§ **EXERCISE GOAL**
Each of the entries should be retyped precisely as it appears.

§ **DATA UNDER STUDY**

==========

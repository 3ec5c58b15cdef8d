/// Entitlement Evaluator
///
/// Decides, per feature usage event, whether to allow, throttle or deny,
/// and at what cost. State is the `Entitlement` row derived from the
/// active grant set; a version hash of that set fences both the in-memory
/// LRU cache and the persisted row, so grant changes self-invalidate
/// stale state. Usage reports are idempotent: outcomes are replayed from
/// a keyed cache.

use chrono::{DateTime, Utc};
use lru::LruCache;
use serde::{Deserialize, Serialize};
use sha2::{Digest, Sha256};
use std::num::NonZeroUsize;
use std::sync::Arc;
use std::time::Instant;
use tokio::sync::RwLock;
use tracing::{debug, warn};

use crate::analytics::{UsageAnalytics, UsageEvent};
use crate::calendar_cycle::CycleSchedule;
use crate::config::CacheConfig;
use crate::database::DatabaseManager;
use crate::error::{BillingResult, DeniedReason};
use crate::grant_snapshot::{self, GrantSnapshot};
use crate::pricing;
use crate::types::{new_id, Cents, Entitlement, FeatureType, GrantKind, MeterState};
use crate::usage_meter::UsageMeter;

/// Verification request for `customers.can`.
#[derive(Debug, Clone)]
pub struct VerifyRequest {
    pub project_id: String,
    pub customer_id: String,
    pub feature_slug: String,
    pub now: DateTime<Utc>,
    /// Answer from cached state without reconciling, trading accuracy for
    /// latency.
    pub from_cache: bool,
}

#[derive(Debug, Clone, Serialize, Deserialize)]
pub struct VerifyResponse {
    pub allowed: bool,
    pub denied_reason: Option<DeniedReason>,
    pub remaining: Option<f64>,
    pub limit: Option<i64>,
    pub usage: Option<f64>,
    pub feature_type: Option<FeatureType>,
    pub cost_cents: Option<Cents>,
    pub latency_ms: u64,
}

==========

§ **PROBLEM SOLUTION**
repository 3ec5c58b15cdef8d
/// Entitlement Evaluator
///
/// Decides, per feature usage event, whether to allow, throttle or deny,
/// and at what cost. State is the `Entitlement` row derived from the
/// active grant set; a version hash of that set fences both the in-memory
/// LRU cache and the persisted row, so grant changes self-invalidate
/// stale state. Usage reports are idempotent: outcomes are replayed from
/// a keyed cache.

use chrono::{DateTime, Utc};
use lru::LruCache;
use serde::{Deserialize, Serialize};
use sha2::{Digest, Sha256};
use std::num::NonZeroUsize;
use std::sync::Arc;
use std::time::Instant;
use tokio::sync::RwLock;
use tracing::{debug, warn};

use crate::analytics::{UsageAnalytics, UsageEvent};
use crate::calendar_cycle::CycleSchedule;
use crate::config::CacheConfig;
use crate::database::DatabaseManager;
use crate::error::{BillingResult, DeniedReason};
use crate::grant_snapshot::{self, GrantSnapshot};
use crate::pricing;
use crate::types::{new_id, Cents, Entitlement, FeatureType, GrantKind, MeterState};
use crate::usage_meter::UsageMeter;

/// Verification request for `customers.can`.
#[derive(Debug, Clone)]
pub struct VerifyRequest {
    pub project_id: String,
    pub customer_id: String,
    pub feature_slug: String,
    pub now: DateTime<Utc>,
    /// Answer from cached state without reconciling, trading accuracy for
    /// latency.
    pub from_cache: bool,
}

#[derive(Debug, Clone, Serialize, Deserialize)]
pub struct VerifyResponse {
    pub allowed: bool,
    pub denied_reason: Option<DeniedReason>,
    pub remaining: Option<f64>,
    pub limit: Option<i64>,
    pub usage: Option<f64>,
    pub feature_type: Option<FeatureType>,
    pub cost_cents: Option<Cents>,
    pub latency_ms: u64,
}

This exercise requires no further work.